A discectomy is a surgical procedure to remove the damaged portion of a bulged or herniated disc. Surgeons recommend this treatment for patients with severe pain that radiates down the arms or legs. The procedure is usually helpful for people with clear signs of nerve compression, such as radiating pain and numbness. Like most surgeries, you need to have tried out conservative treatments first or your symptoms need to be severe. You may need to consult with your surgeon before the procedure to understand the process. Your specialists may discuss the risks and benefits of discectomy, allowing you to make an informed decision.

Spinal fusion

Spinal fusion surgery permanently connects two or more vertebrae in the spine, eliminating motions and improving stability. You may require spinal fusion to correct spine deformities such as scoliosis, stabilize the spine after removing a herniated disc, or restore spinal stability. As with any surgical procedure, there is a possibility of risks such as blood clots, bleeding, infection, poor wound healing, and injury to surrounding blood vessels and nerves.
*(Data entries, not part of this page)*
use crate::config::init::AppState;
use crate::model::user::Caller;
use crate::types::{
    error_response::ErrorResponse,
    response::{Response, ResponseResult},
};
use axum::{
    extract::{Extension, Path, Query},
    response::IntoResponse,
};
use serde::Deserialize;
use std::sync::Arc;

#[derive(Deserialize, Default)]
pub struct ListQuery {
    #[serde(default)]
    pub unread_only: bool,
}

pub async fn list(
    Extension(state): Extension<Arc<AppState>>,
    Extension(caller): Extension<Caller>,
    Query(query): Query<ListQuery>,
) -> ResponseResult {
    let items = state.notifier.list(caller.user_id, query.unread_only).await?;
    Ok(Response::from(items).into_response())
}

pub async fn unread_count(
    Extension(state): Extension<Arc<AppState>>,
    Extension(caller): Extension<Caller>,
) -> ResponseResult {
    let count = state.notifier.unread_count(caller.user_id).await?;
    Ok(Response::from(crate::json_map!("count" => count)).into_response())
}

pub async fn mark_read(
    Extension(state): Extension<Arc<AppState>>,
    Extension(caller): Extension<Caller>,
    Path(id): Path<i64>,
) -> ResponseResult {
    match state.notifier.mark_read(id, caller.user_id).await? {
        true => Ok(Response::from_msg("notification marked as read").into_response()),
        false => Err(ErrorResponse::not_found_with_str("notification not found")),
    }
}

pub async fn mark_all_read(
    Extension(state): Extension<Arc<AppState>>,
    Extension(caller): Extension<Caller>,
) -> ResponseResult {
    let updated = state.notifier.mark_all_read(caller.user_id).await?;
    Ok(Response::new("all notifications marked as read", updated).into_response())
}

pub async fn delete(
    Extension(state): Extension<Arc<AppState>>,
    Extension(caller): Extension<Caller>,
    Path(id): Path<i64>,
) -> ResponseResult {
    match state.notifier.delete(id, caller.user_id).await? {
        true => Ok(Response::from_msg("notification deleted").into_response()),
        false => Err(ErrorResponse::not_found_with_str("notification not found")),
    }
}

pub async fn delete_read(
    Extension(state): Extension<Arc<AppState>>,
    Extension(caller): Extension<Caller>,
) -> ResponseResult {
    let removed = state.notifier.delete_all_read(caller.user_id).await?;
    Ok(Response::new("read notifications deleted", removed).into_response())
}
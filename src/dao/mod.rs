pub mod cache;
pub mod memory;
pub mod message_dao;
pub mod module_dao;
pub mod notification_dao;
pub mod post_dao;
pub mod postgres;
pub mod redis_db;
pub mod store;
pub mod subscription_dao;
pub mod ticket_dao;
pub mod user_dao;

#[cfg(test)]
pub mod fixtures;
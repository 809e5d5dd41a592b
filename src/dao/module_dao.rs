use super::store::Store;
use crate::model::{
    material::Material,
    module::{Module, NewModule},
};
use crate::types::error::{Error, Result};
use std::sync::Arc;

/// Modules and stored attachments.
#[derive(Clone)]
pub struct Catalog {
    store: Arc<dyn Store>,
}

impl Catalog {
    pub fn new(store: Arc<dyn Store>) -> Self {
        Self { store }
    }

    pub async fn modules(&self) -> Result<Vec<Module>> {
        self.store.list_modules().await
    }

    pub async fn module(&self, module_id: i64) -> Result<Module> {
        self.store
            .get_module(module_id)
            .await?
            .ok_or_else(|| Error::not_found(format!("module {} not found", module_id).as_str()))
    }

    pub async fn create_module(&self, module: NewModule) -> Result<Module> {
        if module.name.trim().is_empty() {
            return Err(Error::bad_request("module name is required"));
        }
        let m = self
            .store
            .insert_module(NewModule {
                name: module.name.trim().to_string(),
                ..module
            })
            .await?;
        tracing::info!("module {} created: {}", m.module_id, m.name);
        Ok(m)
    }

    /// Metadata plus the raw bytes, for downloads.
    pub async fn material(&self, material_id: i64) -> Result<(Material, Vec<u8>)> {
        self.store
            .fetch_material(material_id)
            .await?
            .ok_or_else(|| Error::not_found(format!("material {} not found", material_id).as_str()))
    }
}

#[cfg(test)]
mod tests {
    use super::*;
    use crate::dao::fixtures::Fixture;
    use crate::model::material::Upload;
    use crate::utils::now_millis;

    #[tokio::test]
    async fn modules_and_materials() {
        let fx = Fixture::new();
        let catalog = &fx.state.catalog;
        assert!(catalog
            .create_module(NewModule {
                name: " ".into(),
                ..Default::default()
            })
            .await
            .is_err());
        let m = catalog
            .create_module(NewModule {
                name: "  Operating Systems ".into(),
                tag: Some("OS201".into()),
                description: None,
            })
            .await
            .unwrap();
        assert_eq!(m.name, "Operating Systems");
        assert_eq!(catalog.module(m.module_id).await.unwrap(), m);
        assert_eq!(catalog.modules().await.unwrap().len(), 1);
        assert!(catalog.module(m.module_id + 100).await.unwrap_err().is_not_found());

        let upload = Upload::new("slides.pdf", "application/pdf", vec![7; 16]);
        let stored = fx
            .store
            .insert_material("slides.pdf", &upload, now_millis())
            .await
            .unwrap();
        let (meta, bytes) = catalog.material(stored.material_id).await.unwrap();
        assert_eq!(meta.file_type, "application/pdf");
        assert_eq!(bytes.len(), 16);
        assert!(catalog.material(9999).await.unwrap_err().is_not_found());
    }
}
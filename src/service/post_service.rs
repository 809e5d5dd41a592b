use super::forms::{CreatePostForm, UpdatePostForm};
use super::{require_admin, require_tutor, viewer};
use crate::config::init::AppState;
use crate::dao::store::PostFilter;
use crate::model::{post::PostKind, user::Caller};
use crate::types::response::{Response, ResponseResult};
use axum::{
    extract::{Extension, Json as AxumJson, Path, Query},
    response::IntoResponse,
};
use serde::Deserialize;
use std::sync::Arc;

pub async fn list_posts(
    Extension(state): Extension<Arc<AppState>>,
    caller: Option<Extension<Caller>>,
) -> ResponseResult {
    let posts = state.posts.list(PostFilter::TopLevel, viewer(caller)).await?;
    Ok(Response::from(posts).into_response())
}

pub async fn get_post(
    Extension(state): Extension<Arc<AppState>>,
    caller: Option<Extension<Caller>>,
    Path(post_id): Path<i64>,
) -> ResponseResult {
    Ok(Response::from(state.posts.get(post_id, viewer(caller)).await?).into_response())
}

pub async fn get_comments(
    Extension(state): Extension<Arc<AppState>>,
    caller: Option<Extension<Caller>>,
    Path(post_id): Path<i64>,
) -> ResponseResult {
    let comments = state
        .posts
        .list(PostFilter::CommentsOf(post_id), viewer(caller))
        .await?;
    Ok(Response::from(comments).into_response())
}

pub async fn posts_of_user(
    Extension(state): Extension<Arc<AppState>>,
    caller: Option<Extension<Caller>>,
    Path(user_id): Path<i64>,
) -> ResponseResult {
    let posts = state.posts.list(PostFilter::PostsBy(user_id), viewer(caller)).await?;
    Ok(Response::from(posts).into_response())
}

pub async fn comments_of_user(
    Extension(state): Extension<Arc<AppState>>,
    caller: Option<Extension<Caller>>,
    Path(user_id): Path<i64>,
) -> ResponseResult {
    let posts = state
        .posts
        .list(PostFilter::CommentsBy(user_id), viewer(caller))
        .await?;
    Ok(Response::from(posts).into_response())
}

pub async fn posts_in_module(
    Extension(state): Extension<Arc<AppState>>,
    caller: Option<Extension<Caller>>,
    Path(module_id): Path<i64>,
) -> ResponseResult {
    state.catalog.module(module_id).await?;
    let posts = state
        .posts
        .list(PostFilter::InModule(module_id), viewer(caller))
        .await?;
    Ok(Response::from(posts).into_response())
}

pub async fn liked_posts(
    Extension(state): Extension<Arc<AppState>>,
    Extension(caller): Extension<Caller>,
) -> ResponseResult {
    let posts = state
        .posts
        .list(PostFilter::LikedBy(caller.user_id), Some(caller.user_id))
        .await?;
    Ok(Response::from(posts).into_response())
}

#[derive(Deserialize)]
pub struct SearchQuery {
    pub q: String,
}

pub async fn search_posts(
    Extension(state): Extension<Arc<AppState>>,
    caller: Option<Extension<Caller>>,
    Query(query): Query<SearchQuery>,
) -> ResponseResult {
    let posts = state.posts.search(query.q.as_str(), viewer(caller)).await?;
    Ok(Response::from(posts).into_response())
}

pub async fn create_post(
    Extension(state): Extension<Arc<AppState>>,
    Extension(caller): Extension<Caller>,
    AxumJson(form): AxumJson<CreatePostForm>,
) -> ResponseResult {
    let new = form.into_new_post()?;
    if new.kind() == PostKind::Topic {
        require_tutor(&caller)?;
    }
    let post = state.posts.create(caller.user_id, new).await?;
    let view = state.posts.get(post.post_id, Some(caller.user_id)).await?;
    Ok(Response::new("post created", view).into_response())
}

pub async fn update_post(
    Extension(state): Extension<Arc<AppState>>,
    Extension(caller): Extension<Caller>,
    Path(post_id): Path<i64>,
    AxumJson(form): AxumJson<UpdatePostForm>,
) -> ResponseResult {
    super::forms::check(&form)?;
    let view = state
        .posts
        .update(post_id, caller.user_id, form.title, form.content)
        .await?;
    Ok(Response::new("post updated", view).into_response())
}

pub async fn delete_post(
    Extension(state): Extension<Arc<AppState>>,
    Extension(caller): Extension<Caller>,
    Path(post_id): Path<i64>,
) -> ResponseResult {
    require_admin(&caller)?;
    state.posts.delete(post_id).await?;
    Ok(Response::from_msg("post deleted").into_response())
}

pub async fn toggle_like(
    Extension(state): Extension<Arc<AppState>>,
    Extension(caller): Extension<Caller>,
    Path(post_id): Path<i64>,
) -> ResponseResult {
    let liked = state.posts.toggle_like(post_id, caller.user_id).await?;
    Ok(Response::from(crate::json_map!("liked" => liked)).into_response())
}
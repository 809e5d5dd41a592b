use super::traits::Model;
use crate::constants;
use campus_learn::{FromPgRow, PgEnum};
use serde::{Deserialize, Serialize};

/// Ordered: a higher level holds every privilege of the lower ones.
#[derive(
    Serialize, Deserialize, Debug, Clone, Copy, PartialEq, Eq, PartialOrd, Ord, Default, PgEnum,
)]
#[serde(try_from = "i32", into = "i32")]
pub enum AccessLevel {
    #[default]
    Student = 1,
    Tutor = 2,
    Admin = 3,
}

impl AccessLevel {
    pub fn name(&self) -> &'static str {
        match self {
            AccessLevel::Student => "Student",
            AccessLevel::Tutor => "Tutor",
            AccessLevel::Admin => "Admin",
        }
    }
}

#[derive(Serialize, Deserialize, Debug, Clone, Default, PartialEq, FromPgRow)]
pub struct User {
    pub user_id: i64,
    pub email: String,
    pub name: String,
    pub surname: String,
    pub access_level: AccessLevel,
    pub time_created: i64,
}

impl User {
    pub fn display_name(&self) -> String {
        format!("{} {}", self.name, self.surname).trim().to_string()
    }

    /// `None` when there is nowhere to send mail.
    pub fn email_address(&self) -> Option<&str> {
        match self.email.trim() {
            "" => None,
            s => Some(s),
        }
    }
}

impl Model for User {
    fn table_name() -> &'static str {
        constants::USER_TABLE_NAME
    }
    fn id_column() -> &'static str {
        "user_id"
    }
}

/// The authenticated identity behind a request.
#[derive(Debug, Clone, Copy, PartialEq, Eq)]
pub struct Caller {
    pub user_id: i64,
    pub access: AccessLevel,
}

impl Caller {
    pub fn new(user_id: i64, access: AccessLevel) -> Self {
        Self { user_id, access }
    }
    pub fn is_tutor(&self) -> bool {
        self.access >= AccessLevel::Tutor
    }
    pub fn is_admin(&self) -> bool {
        self.access >= AccessLevel::Admin
    }
}

#[cfg(test)]
mod tests {
    use super::*;
    use std::convert::TryFrom;

    #[test]
    fn access_levels_are_ordered() {
        assert!(AccessLevel::Admin > AccessLevel::Tutor);
        assert!(AccessLevel::Tutor > AccessLevel::Student);
        assert!(Caller::new(1, AccessLevel::Admin).is_tutor());
        assert!(!Caller::new(1, AccessLevel::Student).is_tutor());
        assert!(AccessLevel::try_from(4).is_err());
    }

    #[test]
    fn blank_email_means_no_address() {
        let mut user = User {
            name: "Ada".into(),
            surname: "".into(),
            email: "  ".into(),
            ..Default::default()
        };
        assert_eq!(user.email_address(), None);
        assert_eq!(user.display_name(), "Ada");
        user.email = "ada@campus.test".into();
        assert_eq!(user.email_address(), Some("ada@campus.test"));
    }
}
pub mod file;
pub mod jwt;
pub mod mailer;
pub mod outbox;
pub mod templates;

pub fn now_millis() -> i64 {
    chrono::Utc::now().timestamp_millis()
}
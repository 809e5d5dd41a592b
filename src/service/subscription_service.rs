use super::forms::SubscribeForm;
use crate::config::init::AppState;
use crate::dao::subscription_dao::parse_target;
use crate::model::user::Caller;
use crate::types::response::{Response, ResponseResult};
use axum::{
    extract::{Extension, Json as AxumJson, Path},
    response::IntoResponse,
};
use std::sync::Arc;

pub async fn my_subscriptions(
    Extension(state): Extension<Arc<AppState>>,
    Extension(caller): Extension<Caller>,
) -> ResponseResult {
    Ok(Response::from(state.subscriptions.list(caller.user_id).await?).into_response())
}

pub async fn my_subscriptions_by_type(
    Extension(state): Extension<Arc<AppState>>,
    Extension(caller): Extension<Caller>,
    Path(kind): Path<i32>,
) -> ResponseResult {
    let kind = parse_target(kind, 0)?.kind();
    let subs = state.subscriptions.list_by_type(caller.user_id, kind).await?;
    Ok(Response::from(subs).into_response())
}

pub async fn check(
    Extension(state): Extension<Arc<AppState>>,
    Extension(caller): Extension<Caller>,
    Path((kind, id)): Path<(i32, i64)>,
) -> ResponseResult {
    let target = parse_target(kind, id)?;
    let subscribed = state.subscriptions.is_subscribed(caller.user_id, target).await?;
    Ok(Response::from(crate::json_map!("is_subscribed" => subscribed)).into_response())
}

pub async fn subscribe(
    Extension(state): Extension<Arc<AppState>>,
    Extension(caller): Extension<Caller>,
    AxumJson(form): AxumJson<SubscribeForm>,
) -> ResponseResult {
    let target = parse_target(form.subscribable_type, form.subscribable_id)?;
    let sub = state.subscriptions.subscribe(caller.user_id, target).await?;
    Ok(Response::new("subscribed", sub).into_response())
}

pub async fn unsubscribe(
    Extension(state): Extension<Arc<AppState>>,
    Extension(caller): Extension<Caller>,
    Path((kind, id)): Path<(i32, i64)>,
) -> ResponseResult {
    let target = parse_target(kind, id)?;
    match state.subscriptions.unsubscribe(caller.user_id, target).await? {
        true => Ok(Response::from_msg("unsubscribed").into_response()),
        false => Err(crate::types::error_response::ErrorResponse::not_found_with_str(
            "subscription not found",
        )),
    }
}

pub async fn subscribers(
    Extension(state): Extension<Arc<AppState>>,
    Path((kind, id)): Path<(i32, i64)>,
) -> ResponseResult {
    let target = parse_target(kind, id)?;
    Ok(Response::from(state.subscriptions.subscribers(target).await?).into_response())
}
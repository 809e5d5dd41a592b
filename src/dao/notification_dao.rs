use super::store::Store;
use super::subscription_dao::SubscriptionRegistry;
use super::user_dao::UserDirectory;
use crate::model::{
    notification::{NewNotification, Notification, NotificationType},
    post::{Post, PostKind},
    subscription::SubscriptionTarget,
    user::User,
};
use crate::types::error::{Error, Result};
use crate::utils::now_millis;
use crate::utils::outbox::{EmailJob, Envelope, Outbox};
use std::sync::Arc;

fn envelope_for(user: &User, n: &Notification) -> Option<Envelope> {
    let to_address = user.email_address()?.to_string();
    Some(Envelope {
        to_address,
        to_name: user.display_name(),
        kind: n.kind,
        title: n.title.clone(),
        message: n.message.clone(),
    })
}

/// Persists notifications and hands their emails to the outbox. Email is best-effort: it is
/// scheduled after the rows are written and never fails the call.
#[derive(Clone)]
pub struct Notifier {
    store: Arc<dyn Store>,
    users: UserDirectory,
    outbox: Outbox,
}

impl Notifier {
    pub fn new(store: Arc<dyn Store>, users: UserDirectory, outbox: Outbox) -> Self {
        Self {
            store,
            users,
            outbox,
        }
    }

    pub async fn notify(&self, item: NewNotification) -> Result<Notification> {
        let stored = self
            .store
            .insert_notifications(vec![item], now_millis())
            .await?
            .pop()
            .ok_or_else(|| Error::system_error("notification was not stored"))?;

        match self.users.get(stored.user_id).await {
            Ok(Some(user)) => match envelope_for(&user, &stored) {
                Some(env) => self.outbox.post(EmailJob::Single(env)),
                None => tracing::debug!("user {} has no email address", user.user_id),
            },
            Ok(None) => tracing::warn!("notification {} for unknown user {}", stored.notification_id, stored.user_id),
            Err(e) => tracing::warn!("no email for notification {}: {}", stored.notification_id, e),
        }
        Ok(stored)
    }

    /// Writes every row in one batch and schedules one email job for the recipients that
    /// have an address. Returns how many rows were written.
    pub async fn notify_bulk(&self, items: Vec<NewNotification>) -> Result<usize> {
        if items.is_empty() {
            return Ok(0);
        }
        let stored = self.store.insert_notifications(items, now_millis()).await?;

        match self.users.get_many(stored.iter().map(|n| n.user_id).collect::<Vec<i64>>()).await {
            Ok(users) => {
                let envelopes: Vec<Envelope> = stored
                    .iter()
                    .filter_map(|n| users.get(&n.user_id).and_then(|u| envelope_for(u, n)))
                    .collect();
                tracing::info!(
                    "stored {} notification(s), emailing {}",
                    stored.len(),
                    envelopes.len()
                );
                if !envelopes.is_empty() {
                    self.outbox.post(EmailJob::Batch(envelopes));
                }
            }
            Err(e) => tracing::warn!("skipping bulk email for {} notification(s): {}", stored.len(), e),
        }
        Ok(stored.len())
    }

    pub async fn list(&self, user_id: i64, unread_only: bool) -> Result<Vec<Notification>> {
        self.store.list_notifications(user_id, unread_only).await
    }

    pub async fn unread_count(&self, user_id: i64) -> Result<i64> {
        self.store.unread_notifications(user_id).await
    }

    pub async fn mark_read(&self, notification_id: i64, user_id: i64) -> Result<bool> {
        self.store.mark_notification_read(notification_id, user_id).await
    }

    pub async fn mark_all_read(&self, user_id: i64) -> Result<u64> {
        self.store.mark_all_notifications_read(user_id).await
    }

    pub async fn delete(&self, notification_id: i64, user_id: i64) -> Result<bool> {
        self.store.delete_notification(notification_id, user_id).await
    }

    pub async fn delete_all_read(&self, user_id: i64) -> Result<u64> {
        self.store.delete_read_notifications(user_id).await
    }
}

/// Turns new posts into notifications for whoever follows their topic or module.
#[derive(Clone)]
pub struct FanOut {
    store: Arc<dyn Store>,
    subscriptions: SubscriptionRegistry,
    notifier: Notifier,
}

impl FanOut {
    pub fn new(store: Arc<dyn Store>, subscriptions: SubscriptionRegistry, notifier: Notifier) -> Self {
        Self {
            store,
            subscriptions,
            notifier,
        }
    }

    /// Tells the followers of the comment's topic, minus its author.
    pub async fn comment_added(&self, topic_id: i64, author_id: i64) -> Result<usize> {
        let topic = match self.store.get_post(topic_id).await? {
            Some(topic) => topic,
            None => return Ok(0),
        };
        let message = format!("New comment on \"{}\"", topic.title_or("a topic"));
        let audience = self
            .audience(SubscriptionTarget::Topic(topic_id), author_id)
            .await?;
        let items = audience
            .into_iter()
            .map(|user_id| {
                NewNotification::new(
                    user_id,
                    "New comment on subscribed topic",
                    message.as_str(),
                    NotificationType::Comment,
                    Some(topic_id),
                )
            })
            .collect();
        self.notifier.notify_bulk(items).await
    }

    /// Tells the followers of the post's module, minus its author.
    pub async fn post_added(&self, post: &Post) -> Result<usize> {
        let module_id = match post.module_id {
            Some(id) => id,
            None => return Ok(0),
        };
        let module_name = match self.store.get_module(module_id).await? {
            Some(m) => m.name,
            None => return Ok(0),
        };
        let (word, kind) = match post.kind {
            PostKind::Topic => ("topic", NotificationType::NewTopic),
            _ => ("post", NotificationType::NewPost),
        };
        let title = format!("New {} in {}", word, module_name);
        let message = format!("\"{}\"", post.title_or("Untitled"));
        let audience = self
            .audience(SubscriptionTarget::Module(module_id), post.user_id)
            .await?;
        let items = audience
            .into_iter()
            .map(|user_id| {
                NewNotification::new(user_id, title.as_str(), message.as_str(), kind, Some(post.post_id))
            })
            .collect();
        self.notifier.notify_bulk(items).await
    }

    async fn audience(&self, target: SubscriptionTarget, author_id: i64) -> Result<Vec<i64>> {
        let mut users = self.subscriptions.subscribers(target).await?;
        users.retain(|id| *id != author_id);
        Ok(users)
    }
}

#[cfg(test)]
mod tests {
    use super::*;
    use crate::dao::fixtures::Fixture;
    use crate::model::user::AccessLevel;

    #[tokio::test]
    async fn bulk_emails_only_reachable_users() {
        let mut fx = Fixture::new();
        let mut items = Vec::new();
        for i in 0..50 {
            let user = if i % 17 == 0 {
                fx.user_without_email(format!("Quiet{}", i).as_str())
            } else {
                fx.user(format!("User{}", i).as_str(), AccessLevel::Student)
            };
            items.push(NewNotification::new(
                user.user_id,
                "Maintenance",
                "The portal is down tonight",
                NotificationType::System,
                None,
            ));
        }

        let stored = fx.state.notifier.notify_bulk(items).await.unwrap();
        assert_eq!(stored, 50);
        let jobs = fx.drain_mail();
        assert_eq!(jobs.len(), 1);
        assert!(matches!(&jobs[0], EmailJob::Batch(v) if v.len() == 47));
    }

    #[tokio::test]
    async fn single_notification_captures_recipient() {
        let mut fx = Fixture::new();
        let ada = fx.user("Ada", AccessLevel::Student);
        let n = fx
            .state
            .notifier
            .notify(NewNotification::new(
                ada.user_id,
                "Welcome",
                "Hello there",
                NotificationType::System,
                None,
            ))
            .await
            .unwrap();
        assert!(!n.is_read);
        let jobs = fx.drain_mail();
        assert_eq!(
            jobs,
            vec![EmailJob::Single(Envelope {
                to_address: ada.email.clone(),
                to_name: ada.display_name(),
                kind: NotificationType::System,
                title: "Welcome".into(),
                message: "Hello there".into(),
            })]
        );

        let quiet = fx.user_without_email("Quiet");
        fx.state
            .notifier
            .notify(NewNotification::new(quiet.user_id, "t", "m", NotificationType::System, None))
            .await
            .unwrap();
        assert!(fx.drain_mail().is_empty());
    }

    #[tokio::test]
    async fn owner_scoped_operations() {
        let fx = Fixture::new();
        let ada = fx.user("Ada", AccessLevel::Student);
        let bob = fx.user("Bob", AccessLevel::Student);
        let notifier = &fx.state.notifier;
        let n = notifier
            .notify(NewNotification::new(ada.user_id, "t", "m", NotificationType::System, None))
            .await
            .unwrap();
        notifier
            .notify(NewNotification::new(ada.user_id, "t2", "m2", NotificationType::System, None))
            .await
            .unwrap();

        assert!(!notifier.mark_read(n.notification_id, bob.user_id).await.unwrap());
        assert!(!notifier.delete(n.notification_id, bob.user_id).await.unwrap());
        assert_eq!(notifier.mark_all_read(bob.user_id).await.unwrap(), 0);
        assert_eq!(notifier.unread_count(ada.user_id).await.unwrap(), 2);

        assert!(notifier.mark_read(n.notification_id, ada.user_id).await.unwrap());
        assert_eq!(notifier.unread_count(ada.user_id).await.unwrap(), 1);
        assert_eq!(notifier.list(ada.user_id, true).await.unwrap().len(), 1);
        assert_eq!(notifier.delete_all_read(ada.user_id).await.unwrap(), 1);
        assert_eq!(notifier.mark_all_read(ada.user_id).await.unwrap(), 1);
        assert_eq!(notifier.list(ada.user_id, false).await.unwrap().len(), 1);
    }

    #[tokio::test]
    async fn comment_reaches_followers_except_author() {
        let fx = Fixture::new();
        let a = fx.user("A", AccessLevel::Student);
        let b = fx.user("B", AccessLevel::Student);
        let c = fx.user("C", AccessLevel::Student);
        let d = fx.user("D", AccessLevel::Student);
        let topic = fx.topic(a.user_id, "Recursion", None).await;
        for u in [&a, &b, &c] {
            fx.state
                .subscriptions
                .subscribe(u.user_id, SubscriptionTarget::Topic(topic.post_id))
                .await
                .unwrap();
        }

        let sent = fx.state.fan_out.comment_added(topic.post_id, b.user_id).await.unwrap();
        assert_eq!(sent, 2);
        for (user, expected) in [(&a, 1), (&b, 0), (&c, 1), (&d, 0)] {
            let got = fx.state.notifier.list(user.user_id, false).await.unwrap();
            assert_eq!(got.len(), expected, "user {}", user.name);
            for n in got {
                assert_eq!(n.kind, NotificationType::Comment);
                assert_eq!(n.related_id, Some(topic.post_id));
                assert_eq!(n.message, "New comment on \"Recursion\"");
            }
        }
    }
}
use super::traits::Model;
use crate::constants;
use campus_learn::FromPgRow;
use serde::{Deserialize, Serialize};

#[derive(Serialize, Deserialize, Debug, Clone, Default, PartialEq, FromPgRow)]
pub struct Module {
    pub module_id: i64,
    pub name: String,
    pub tag: Option<String>,
    pub description: Option<String>,
}

impl Model for Module {
    fn table_name() -> &'static str {
        constants::MODULE_TABLE_NAME
    }
    fn id_column() -> &'static str {
        "module_id"
    }
}

#[derive(Serialize, Deserialize, Debug, Clone, Default)]
pub struct NewModule {
    pub name: String,
    pub tag: Option<String>,
    pub description: Option<String>,
}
It may take several months before the bones fuse, so wearing a brace for some time may help align the spine.


Laminectomy or decompression surgery aims to enlarge your spinal canal to relieve pressure from the nerves or spinal cord. The procedure involves removing the back part of the vertebra and is only used when conservative treatments such as physical therapy and medications fail to help. Laminectomy is usually performed using general anesthesia so that you will remain unconscious during surgery. Although the procedure is generally safe, it carries various risks, as with any surgical process. Potential complications for laminectomy include infection, bleeding, nerve injury, blood clots, and spinal fluid leak.

Spinal cord implantation

Surgery to permanently place a spinal cord stimulator is similar to the procedure used in the trial period. The difference boils down to the implantation of the generator. A specialist administers local anesthesia at the injection site and then sedates you for this procedure. The surgeon may make a small incision to insert a needle with thin leads into the epidural space. Usually, imaging tests such as fluoroscopy allow the surgeon to direct the needle into the right location.

The surgeon may remove a small bone covering the back of your spinal cord to make room for placement of the permanent leads. For optimal placement of electrodes, the surgeon needs to work with the patient. Finally, the surgeon creates another incision and implants a generator in either the upper chest, abdomen, or upper buttocks.